Insights or analysis from Financial Statements: Balance Sheet, Income Statement and Cash Flow Statement

As one progresses in the art of learning equity analysis, analysis of Financial Statements: Balance Sheet, Income Statement and Cash Flow Statement is an important exercise, which becomes really daunting in case one, like me, comes from non-finance background. The intent to start this thread is to share and learn this important aspect by using the generous help available @ Valuepickr from experienced practitioners of this art. As of now, I am posting the details of the Balance sheet (BS)-taken from screener.in which does an excellent job of grouping the assets and liabilities from investors point of view - of a company (whose name is masked intentionally to avoid the biases in the responses) and Subsequently, after sometime, the thread would progress to next statements. From the below image of the BS, what are the details one can think of on the questions such as:
What are the likes/dislikes in this BS?
What kind of business one predicts by seeing the BS?
Quality of business?

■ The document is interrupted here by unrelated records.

//! Listener wrappers - re-registering an event listener with the correct
//! values.
//!
//! A wrapper pairs a sensor type with its handler and knows how to
//! register and unregister against the sensor service. The trigger variant
//! uses the request/cancel pair instead and is pinned to
//! `TYPE_SIGNIFICANT_MOTION`.

use std::sync::Arc;

use contracts::{DelayHint, SensorTypeCode, DELAY_UNSET, TYPE_SIGNIFICANT_MOTION};

use crate::{SensorEventHandler, SensorHandle, SensorService, TriggerHandler};

/// One listener wrapper owned by a generated binder
#[derive(Debug)]
pub enum ListenerWrapper {
    /// Periodic listener, registered with a sampling delay
    Periodic {
        sensor_type: SensorTypeCode,
        delay: DelayHint,
        handler: Arc<SensorEventHandler>,
    },

    /// One-shot trigger listener; the platform deregisters it after firing
    Trigger { handler: Arc<TriggerHandler> },
}

impl ListenerWrapper {
    /// Build a periodic wrapper
    pub fn periodic(
        sensor_type: SensorTypeCode,
        delay: DelayHint,
        handler: SensorEventHandler,
    ) -> Self {
        Self::Periodic {
            sensor_type,
            delay,
            handler: Arc::new(handler),
        }
    }

    /// Build a trigger wrapper
    pub fn trigger(handler: TriggerHandler) -> Self {
        Self::Trigger {
            handler: Arc::new(handler),
        }
    }

    /// Sensor type this wrapper targets
    pub fn sensor_type(&self) -> SensorTypeCode {
        match self {
            Self::Periodic { sensor_type, .. } => *sensor_type,
            Self::Trigger { .. } => TYPE_SIGNIFICANT_MOTION,
        }
    }

    /// Registration delay; `DELAY_UNSET` for trigger wrappers
    pub fn delay(&self) -> DelayHint {
        match self {
            Self::Periodic { delay, .. } => *delay,
            Self::Trigger { .. } => DELAY_UNSET,
        }
    }

    /// Resolve the concrete sensor handle from the service
    pub fn sensor(&self, service: &dyn SensorService) -> Option<SensorHandle> {
        service.default_sensor(self.sensor_type())
    }

    /// Register against the service; skipped when the sensor is absent
    pub fn register(&self, service: &dyn SensorService) {
        let Some(sensor) = self.sensor(service) else {
            return;
        };
        match self {
            Self::Periodic { delay, handler, .. } => {
                service.register_listener(Arc::clone(handler), &sensor, *delay);
            }
            Self::Trigger { handler } => {
                service.request_trigger_sensor(Arc::clone(handler), &sensor);
            }
        }
    }

    /// Unregister from the service; a platform-contract no-op when the
    /// wrapper was never registered
    pub fn unregister(&self, service: &dyn SensorService) {
        match self {
            Self::Periodic { handler, .. } => {
                service.unregister_listener(Arc::clone(handler));
            }
            Self::Trigger { handler } => {
                if let Some(sensor) = self.sensor(service) {
                    service.cancel_trigger_sensor(Arc::clone(handler), &sensor);
                }
            }
        }
    }
}

#[cfg(test)]
mod tests {
    use super::*;
    use crate::mock::{MockSensorService, ServiceCall};

    fn noop_periodic(sensor_type: SensorTypeCode, delay: DelayHint) -> ListenerWrapper {
        ListenerWrapper::periodic(
            sensor_type,
            delay,
            SensorEventHandler::new(|_event| {}, |_sensor, _accuracy| {}),
        )
    }

    #[test]
    fn test_periodic_register_unregister() {
        let service = MockSensorService::with_sensors(vec![2]);
        let wrapper = noop_periodic(2, 3);

        wrapper.register(&service);
        wrapper.unregister(&service);

        assert_eq!(
            service.calls(),
            vec![
                ServiceCall::Register {
                    sensor_type: 2,
                    delay: 3
                },
                ServiceCall::Unregister { sensor_type: 2 },
            ]
        );
    }

    #[test]
    fn test_register_skips_absent_sensor() {
        let service = MockSensorService::new();
        let wrapper = noop_periodic(2, 3);

        wrapper.register(&service);
        assert!(service.calls().is_empty());
    }

    #[test]
    fn test_trigger_uses_request_cancel_pair() {
        let service = MockSensorService::with_sensors(vec![TYPE_SIGNIFICANT_MOTION]);
        let wrapper = ListenerWrapper::trigger(TriggerHandler::new(|_event| {}));

        assert_eq!(wrapper.sensor_type(), TYPE_SIGNIFICANT_MOTION);
        assert_eq!(wrapper.delay(), DELAY_UNSET);

        wrapper.register(&service);
        wrapper.unregister(&service);

        assert_eq!(
            service.calls(),
            vec![
                ServiceCall::RequestTrigger {
                    sensor_type: TYPE_SIGNIFICANT_MOTION
                },
                ServiceCall::CancelTrigger {
                    sensor_type: TYPE_SIGNIFICANT_MOTION
                },
            ]
        );
    }
}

Bad, Good, Better… Why?
What questions come to mind that need to be looked in the annual report for more details?
What Insights -patterns and information - experienced investors, such as our beloved torchbearers such as @ayushmit, @Donald, @desaidhwanil, @hitesh2710 and @basumallick, derive from this data?

Any other details?
Open for your Insights/suggestions/Criticism.

Below excel has all the data:
BS-C.xlsx (13.1 KB)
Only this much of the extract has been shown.